Events and Auction Concept Introduction
Diversifying our funding base and reducing the percentage of foundation support is very important to our organizations. Events, including speakers, auctions, raffles, concerts, etc. offer the opportunity to raise funds and increase participation. This paper explores how our groups might be able to collaborate on events and looks at the benefits and pitfalls of such efforts.
What is the Fundraising Potential for Auctions and Events?
Auctions have raised our group as much as $45,000 net, and multimedia events have raised $15,000. We have sometimes worked with other non-profits in our area on events.
Underwriting has proven to be a successful way of gaining business support, providing up-front money for events, and can add 50% in net to events. It involves building an ongoing relationship with businesses in your area and asking them to sponsor your event, such as auction or speaker. They get a banner or table at your event and appear in advertising.
What Types of Events are Possible and What are the Potential and Likely Outcomes?
- Auctions – The potential net income is $3-$50,000 Up front costs are 20-30% of gross income and a considerable amount of pre-auction work is done. It is possible and even desirable to contract out the auction to a team who can take care of procurement, invitations, auction logistics, bookkeeping, and the actual event. We have used a contract team for the past several years, and it is critical to have high energy, detail oriented people take this on.
- Board involvement is a key to successful auctions, as they can bring friends who are ready to spend money. The lead-time is at least six months. A downside is the general unpredictability of spenders and the increasing number of auctions that are competing with each other.
- Raffles – $5-10 tickets, one scenario would have several prizes, but with a theme. There are specific State rules regarding raffles that must be followed – Washington State requires 15 Board members. Raffles have the potential to raise several thousand dollars, particularly if a successful procurement can be made (car, trips, boat, etc.). A raffle has the potential for multiple groups because of more sales, more prizes, and a larger pool of purchasers.

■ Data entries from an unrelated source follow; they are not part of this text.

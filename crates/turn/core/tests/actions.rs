mod common;

use common::{FixedCombat, ScriptedAi, StepMovement, TestWorld, spawn};
use turn_core::{
    ActionData, ActionError, ActionKind, ActionOutcome, Decision, Dispatch, DispatchOrigin,
    EntityId, EntityRef, Env, ErrorSeverity, Phase, PhaseCondition, PhaseConfig, Position,
    SchedulerError, SkipReason, Slot, SlotOverride, SpeedOverride, SpeedTier, TurnScheduler,
    TurnSystemConfig,
};

#[test]
fn actions_are_accepted_only_for_the_addressed_entity() {
    let mut world = TestWorld::new();
    let specs = [
        spawn(&mut world, EntityRef::player(0), (0, 0), SpeedTier::Normal),
        spawn(&mut world, EntityRef::hostile(1), (5, 5), SpeedTier::Normal),
    ];
    let mut scheduler = TurnScheduler::with_defaults();
    scheduler.initialize(specs);

    let mut ai = ScriptedAi::new();
    let mut movement = StepMovement;
    let mut env = Env::new(&mut world)
        .with_ai(&mut ai)
        .with_movement(&mut movement);

    let step = scheduler.create_action(
        ActionKind::Move,
        EntityId(0),
        ActionData::Destination(Position::new(1, 0)),
        100,
    );

    // turn-start dispatches nobody.
    assert_eq!(
        scheduler.try_process_action(&mut env, &step),
        Err(ActionError::NotEntityTurn(EntityId(0)))
    );

    let ghost = scheduler.create_action(ActionKind::Wait, EntityId(99), ActionData::None, 0);
    let error = scheduler.try_process_action(&mut env, &ghost).unwrap_err();
    assert_eq!(error, ActionError::UnknownEntity(EntityId(99)));
    assert_eq!(error.severity(), ErrorSeverity::Internal);

    scheduler.run_next_phase(&mut env);
    assert_eq!(scheduler.current_phase(), Some(Phase::PlayerAction(Slot::First)));
    assert!(scheduler.is_entity_turn(EntityId(0)));
    assert!(!scheduler.is_entity_turn(EntityId(1)));

    let hostile_wait = scheduler.create_action(ActionKind::Wait, EntityId(1), ActionData::None, 0);
    assert!(!scheduler.process_action(&mut env, &hostile_wait));

    let bare_attack = scheduler.create_action(ActionKind::Attack, EntityId(0), ActionData::None, 0);
    assert_eq!(
        scheduler.try_process_action(&mut env, &bare_attack),
        Err(ActionError::MissingData {
            kind: ActionKind::Attack
        })
    );

    assert!(scheduler.process_action(&mut env, &step));
    assert!(!scheduler.is_entity_turn(EntityId(0)));
    assert_eq!(
        scheduler.try_process_action(&mut env, &step),
        Err(ActionError::NotEntityTurn(EntityId(0)))
    );

    let report = scheduler.run_next_phase(&mut env).unwrap();
    assert_eq!(
        report.dispatches,
        [
            Dispatch {
                entity: EntityId(0),
                outcome: ActionOutcome::Moved,
                origin: DispatchOrigin::External,
            },
            Dispatch {
                entity: EntityId(0),
                outcome: ActionOutcome::Skipped(SkipReason::AlreadyActed),
                origin: DispatchOrigin::Phase,
            },
        ]
    );
    drop(env);

    assert!(!ai.calls.contains(&EntityId(0)));
    assert_eq!(world.bodies[0].position, Position::new(1, 0));
}

#[test]
fn movement_only_phase_rejects_attacks_and_items() {
    let mut config = TurnSystemConfig::default();
    config.phases[3] =
        PhaseConfig::new(Phase::AllyAction(Slot::First)).with_condition(PhaseCondition::MovementOnly);

    let mut world = TestWorld::new();
    let specs = [
        spawn(&mut world, EntityRef::player(0), (0, 0), SpeedTier::Normal),
        spawn(&mut world, EntityRef::ally(2), (4, 3), SpeedTier::Normal),
        spawn(&mut world, EntityRef::ally(3), (4, 5), SpeedTier::Normal),
        spawn(&mut world, EntityRef::hostile(1), (4, 4), SpeedTier::Normal),
    ];
    let mut scheduler = TurnScheduler::new(config).unwrap();
    scheduler.initialize(specs);

    let mut ai = ScriptedAi::new().plan(3, Decision::Attack(EntityId(1)));
    let mut movement = StepMovement;
    let mut combat = FixedCombat { damage: 1 };
    let mut env = Env::new(&mut world)
        .with_ai(&mut ai)
        .with_movement(&mut movement)
        .with_combat(&mut combat);

    for _ in 0..3 {
        scheduler.run_next_phase(&mut env);
    }
    assert_eq!(scheduler.current_phase(), Some(Phase::AllyAction(Slot::First)));

    for (kind, data) in [
        (ActionKind::Attack, ActionData::Target(EntityId(1))),
        (ActionKind::UseItem, ActionData::Item(7)),
    ] {
        let action = scheduler.create_action(kind, EntityId(2), data, 0);
        let error = scheduler.try_process_action(&mut env, &action).unwrap_err();
        assert_eq!(
            error,
            ActionError::PhaseDisallows {
                phase: Phase::AllyAction(Slot::First),
                kind,
            }
        );
        assert_eq!(error.severity(), ErrorSeverity::Validation);
    }

    let step = scheduler.create_action(
        ActionKind::Move,
        EntityId(2),
        ActionData::Destination(Position::new(3, 3)),
        100,
    );
    assert_eq!(
        scheduler.try_process_action(&mut env, &step),
        Ok(ActionOutcome::Moved)
    );

    // The planner's attack is filtered the same way during the phase itself.
    let report = scheduler.run_next_phase(&mut env).unwrap();
    assert_eq!(
        report.outcomes_for(EntityId(3)),
        [ActionOutcome::Skipped(SkipReason::KindNotPermitted)]
    );
}

#[test]
fn slot_override_can_forbid_an_action_kind() {
    let forbid_attack = SpeedOverride {
        slot1: SlotOverride {
            can_attack: Some(false),
            ..SlotOverride::default()
        },
        ..SpeedOverride::default()
    };

    let mut world = TestWorld::new();
    let specs = [
        spawn(&mut world, EntityRef::player(0), (0, 0), SpeedTier::Normal)
            .with_override(forbid_attack),
        spawn(&mut world, EntityRef::hostile(1), (1, 0), SpeedTier::Normal),
    ];
    let mut scheduler = TurnScheduler::with_defaults();
    scheduler.initialize(specs);

    let mut combat = FixedCombat { damage: 1 };
    let mut env = Env::new(&mut world).with_combat(&mut combat);
    scheduler.run_next_phase(&mut env);

    let attack = scheduler.create_action(
        ActionKind::Attack,
        EntityId(0),
        ActionData::Target(EntityId(1)),
        100,
    );
    let error = scheduler.try_process_action(&mut env, &attack).unwrap_err();
    assert_eq!(
        error,
        ActionError::SlotUnavailable {
            entity: EntityId(0),
            slot: Slot::First,
        }
    );
    assert!(error.severity().is_recoverable());
    assert_eq!(error.error_code(), "ACTION_SLOT_UNAVAILABLE");

    let wait = scheduler.create_action(ActionKind::Wait, EntityId(0), ActionData::None, 0);
    assert!(scheduler.process_action(&mut env, &wait));
    drop(env);

    assert_eq!(world.bodies[1].health, TestWorld::DEFAULT_HEALTH);
}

- Concerts – Local musicians or traveling environmental musicians will often play for free, but the take will be at most a few hundred dollars and often less. Well known bands are more difficult to arrange, one almost has to have an in with the group. A popular band might be an attractive option for a venue that would support several groups with one concert around a common issue – such as the one Bonnie Raitt did for water issues in our area. Concerts require a promoter type person who can get in touch with handlers, and hustle the event with local media, posters, radios.
- Speakers – Progressive speakers, such as Michael Moore, Jim Hightower, Al Franken, Molly Ivins, etc. tour around book or film releases. We made $5,000 on two different speakers by attracting 4-500 participants. The key is getting the speaker to do the event free, or as a part of sales – some will and some won’t. Speaking engagements are relatively easy to set up, the names can often sell themselves, partnering with local bookstores is often possible. This has a high potential for working with other nearby conservation groups, which would lower travel expenses. Speaking events are a good membership development as well, we offer special membership rates, t-shirts, etc. at events to gain new members.

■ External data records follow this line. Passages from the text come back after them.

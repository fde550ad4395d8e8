//! Turn orchestration.
//!
//! [`TurnScheduler`] owns the [`TurnManager`] and composes the per-concern
//! components into one deterministic turn: phases in configured order through
//! [`PhaseExecutor`], then the [`EndOfTurnPipeline`], then the
//! [`PopulationController`], then the speed-tier rollover. Collaborators are
//! borrowed per call through an [`Env`], so several schedulers can run side by
//! side without sharing anything.

mod end_turn;
mod executor;
mod population;
mod report;
mod retry;
mod speed;

pub use end_turn::{EndOfTurnPipeline, EndTurnOutcome};
pub use executor::PhaseExecutor;
pub use population::{PopulationController, sample_spawn_count};
pub use report::{
    Dispatch, DispatchOrigin, EndStepReport, PhaseReport, SpawnReport, TurnReport,
};
pub use retry::RetryQueue;
pub use speed::{FALLBACK_SLOTS, SpeedTierPolicy};

use tracing::{debug, info, warn};

use crate::action::{Action, ActionData, ActionError, ActionKind, ActionOutcome};
use crate::config::{EndTurnStep, TurnSystemConfig};
use crate::env::{Env, World};
use crate::error::ConfigError;
use crate::phase::Phase;
use crate::state::{
    EntityId, EntityRef, EntitySpec, EntityTurnState, PhaseEntityState, TurnManager,
};

/// Top-level turn scheduler.
pub struct TurnScheduler {
    config: TurnSystemConfig,
    end_turn: Vec<EndTurnStep>,
    manager: TurnManager,
    completed_phases: Vec<PhaseReport>,
    external: Vec<Dispatch>,
}

impl TurnScheduler {
    /// Creates a scheduler after validating the configuration.
    ///
    /// # Errors
    ///
    /// Returns the first [`ConfigError`] reported by
    /// [`TurnSystemConfig::validate`].
    pub fn new(config: TurnSystemConfig) -> Result<Self, ConfigError> {
        config.validate()?;
        let end_turn = config.sorted_end_turn();
        Ok(Self {
            config,
            end_turn,
            manager: TurnManager::new(),
            completed_phases: Vec::new(),
            external: Vec::new(),
        })
    }

    /// Scheduler running the stock dungeon rules.
    pub fn with_defaults() -> Self {
        let config = TurnSystemConfig::default();
        let end_turn = config.sorted_end_turn();
        Self {
            config,
            end_turn,
            manager: TurnManager::new(),
            completed_phases: Vec::new(),
            external: Vec::new(),
        }
    }

    pub fn config(&self) -> &TurnSystemConfig {
        &self.config
    }

    pub fn manager(&self) -> &TurnManager {
        &self.manager
    }

    fn policy(&self) -> SpeedTierPolicy<'_> {
        SpeedTierPolicy::new(&self.config.speed)
    }

    /// Replaces all tracked entities and starts over at turn 1.
    ///
    /// Duplicate ids keep their first spec. The resulting turn order is
    /// player, allies, hostiles, stable within each faction.
    pub fn initialize<I>(&mut self, entities: I)
    where
        I: IntoIterator<Item = EntitySpec>,
    {
        self.manager.clear();
        self.completed_phases.clear();
        self.external.clear();

        let policy = SpeedTierPolicy::new(&self.config.speed);
        for spec in entities {
            if !self.manager.track(spec.entity, policy.initial_state(&spec)) {
                warn!(entity = %spec.entity.id, "duplicate entity ignored during initialization");
            }
        }
        self.manager.sort_turn_order();

        info!(
            entities = self.manager.turn_order.len(),
            phases = self.config.phases.len(),
            "turn order initialized"
        );
    }

    /// Starts tracking one more entity. Returns false if it is already tracked.
    ///
    /// An entity added mid-turn takes part in the phases that have not run yet.
    pub fn add_entity(&mut self, spec: EntitySpec) -> bool {
        let state = self.policy().initial_state(&spec);
        if !self.manager.track(spec.entity, state) {
            return false;
        }
        self.manager.sort_turn_order();
        debug!(entity = %spec.entity.id, faction = %spec.entity.faction, "entity tracked");
        true
    }

    /// Stops tracking an entity immediately. The world is not touched.
    pub fn remove_entity(&mut self, id: EntityId) -> Option<EntityRef> {
        let removed = self.manager.untrack(id);
        if removed.is_some() {
            debug!(entity = %id, "entity untracked");
        }
        removed
    }

    pub fn current_turn(&self) -> u64 {
        self.manager.current_turn
    }

    /// The phase that runs next, or `None` once every phase of the turn ran
    /// and only end-of-turn processing remains.
    pub fn current_phase(&self) -> Option<Phase> {
        self.config
            .phase(self.manager.current_phase_index)
            .map(|config| config.phase)
    }

    pub fn entity_state(&self, id: EntityId) -> Option<&EntityTurnState> {
        self.manager.entity_state(id)
    }

    pub fn phase_state(&self, id: EntityId) -> Option<&PhaseEntityState> {
        self.manager.phase_state(id)
    }

    /// True when the current phase would dispatch this entity: it belongs to
    /// the phase's faction, passes the phase conditions, and its slot is
    /// eligible and unused.
    pub fn is_entity_turn(&self, id: EntityId) -> bool {
        let Some(phase_config) = self.config.phase(self.manager.current_phase_index) else {
            return false;
        };
        let (Some(slot), Some(faction)) = (
            phase_config.phase.action_slot(),
            phase_config.phase.faction(),
        ) else {
            return false;
        };

        self.manager
            .entity(id)
            .is_some_and(|entity| entity.faction == faction)
            && executor::admission(&self.config, &self.manager, phase_config, slot, id).is_ok()
    }

    pub fn create_action(
        &self,
        kind: ActionKind,
        actor: EntityId,
        data: ActionData,
        cost: u32,
    ) -> Action {
        Action::new(kind, actor, data, cost)
    }

    /// Applies an externally constructed action for the entity the current
    /// phase addresses. Returns true only when the action consumed the slot.
    pub fn process_action<W: World + ?Sized>(
        &mut self,
        env: &mut Env<'_, W>,
        action: &Action,
    ) -> bool {
        match self.try_process_action(env, action) {
            Ok(outcome) => outcome.is_success(),
            Err(error) => {
                debug!(actor = %action.actor, %error, "action rejected");
                false
            }
        }
    }

    /// Like [`Self::process_action`], but reports why an action was rejected.
    ///
    /// Collaborator failures (a blocked move, a missing collaborator) are
    /// returned as outcomes, not errors.
    ///
    /// # Errors
    ///
    /// Returns [`ActionError`] without changing any state when the actor is
    /// unknown, it is not the actor's turn, the phase or slot does not allow
    /// the action kind, or the payload does not match the kind.
    pub fn try_process_action<W: World + ?Sized>(
        &mut self,
        env: &mut Env<'_, W>,
        action: &Action,
    ) -> Result<ActionOutcome, ActionError> {
        let entity = self
            .manager
            .entity(action.actor)
            .ok_or(ActionError::UnknownEntity(action.actor))?;
        let decision = action.decision()?;

        let phase_config = self
            .config
            .phase(self.manager.current_phase_index)
            .ok_or(ActionError::NotEntityTurn(entity.id))?;
        let phase = phase_config.phase;
        let slot = phase
            .action_slot()
            .filter(|_| phase.faction() == Some(entity.faction))
            .ok_or(ActionError::NotEntityTurn(entity.id))?;

        executor::admission(&self.config, &self.manager, phase_config, slot, entity.id)
            .map_err(|_| ActionError::NotEntityTurn(entity.id))?;

        if !executor::kind_allowed(phase_config, action.kind) {
            return Err(ActionError::PhaseDisallows {
                phase,
                kind: action.kind,
            });
        }

        let policy = SpeedTierPolicy::new(&self.config.speed);
        let permitted = self
            .manager
            .entity_state(entity.id)
            .is_some_and(|state| policy.can_act(state, slot, action.kind));
        if !permitted {
            return Err(ActionError::SlotUnavailable {
                entity: entity.id,
                slot,
            });
        }

        let outcome = PhaseExecutor::new(&self.config, &mut self.manager)
            .execute(phase_config, slot, entity, decision, env, None);
        debug!(%phase, entity = %entity.id, ?outcome, "external action");
        self.external.push(Dispatch {
            entity: entity.id,
            outcome,
            origin: DispatchOrigin::External,
        });
        Ok(outcome)
    }

    /// Runs the phase at the current index and advances the index.
    ///
    /// Returns `None` when every phase of this turn has already run.
    pub fn run_next_phase<W: World + ?Sized>(&mut self, env: &mut Env<'_, W>) -> Option<PhaseReport> {
        let index = self.manager.current_phase_index;
        let phase_config = self.config.phase(index)?;

        let mut report = PhaseExecutor::new(&self.config, &mut self.manager).run(phase_config, env);
        if !self.external.is_empty() {
            let mut dispatches = std::mem::take(&mut self.external);
            dispatches.append(&mut report.dispatches);
            report.dispatches = dispatches;
        }

        self.manager.current_phase_index += 1;
        self.completed_phases.push(report.clone());
        Some(report)
    }

    /// Runs every phase that has not run yet this turn, then end-of-turn
    /// processing and natural spawning, and advances to the next turn.
    pub fn execute_turn<W: World + ?Sized>(&mut self, env: &mut Env<'_, W>) -> TurnReport {
        while self.run_next_phase(env).is_some() {}

        let turn = self.manager.current_turn;
        let end = EndOfTurnPipeline::new(&self.end_turn, &mut self.manager).run(env);
        let spawn = PopulationController::new(&self.config, &mut self.manager).run(env);

        self.advance_turn();

        let report = TurnReport {
            turn,
            phases: std::mem::take(&mut self.completed_phases),
            end_steps: end.steps,
            removed: end.removed,
            spawn,
        };
        info!(
            turn,
            tracked = self.manager.turn_order.len(),
            removed = report.removed.len(),
            spawned = report.spawn.as_ref().map_or(0, |spawn| spawn.spawned.len()),
            "turn complete"
        );
        report
    }

    fn advance_turn(&mut self) {
        let policy = SpeedTierPolicy::new(&self.config.speed);
        for entity in &self.manager.turn_order {
            if let Some(state) = self.manager.entity_states.get_mut(&entity.id) {
                policy.advance_turn(state);
            }
        }
        self.manager.reset_phase_states();
        self.manager.current_turn += 1;
        self.manager.current_phase_index = 0;
        self.external.clear();
    }
}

- Sporting events, such as bicycle races, runs, etc. – this would often be done with a partner, such as Round and Round for bike events. They are costly up front, but potential for underwriting is high. Often, many volunteers are needed. Potential for income is probably low, at least for the first year or two, and set up effort is high. Insurance could be a concern, but visibility can be high. The two key parts to a successful auction are procuring lots of items and getting people to the event who will spend money. The Board can be helpful in getting people to events, but procurement is hustling on the phone and keeping track of items, just like with auctions. These events can build great name recognition.
- House parties – This is an event that works best if a known person can speak at the event, we have had reporters, wildlife biologists, a former governor, etc. Often organized by a Board member, at their house, TLC has raised between $300-$3500 at these events. Usually the Board member cooks and staff helps clean up – and the Board member invites potential high donors and offers money her/his self to start off the ask.
- Road shows – Environmental artists and others do tours. While the net on this is low, the outreach and organizational building can be quite high and it is important to support our good starving artist environmental friends.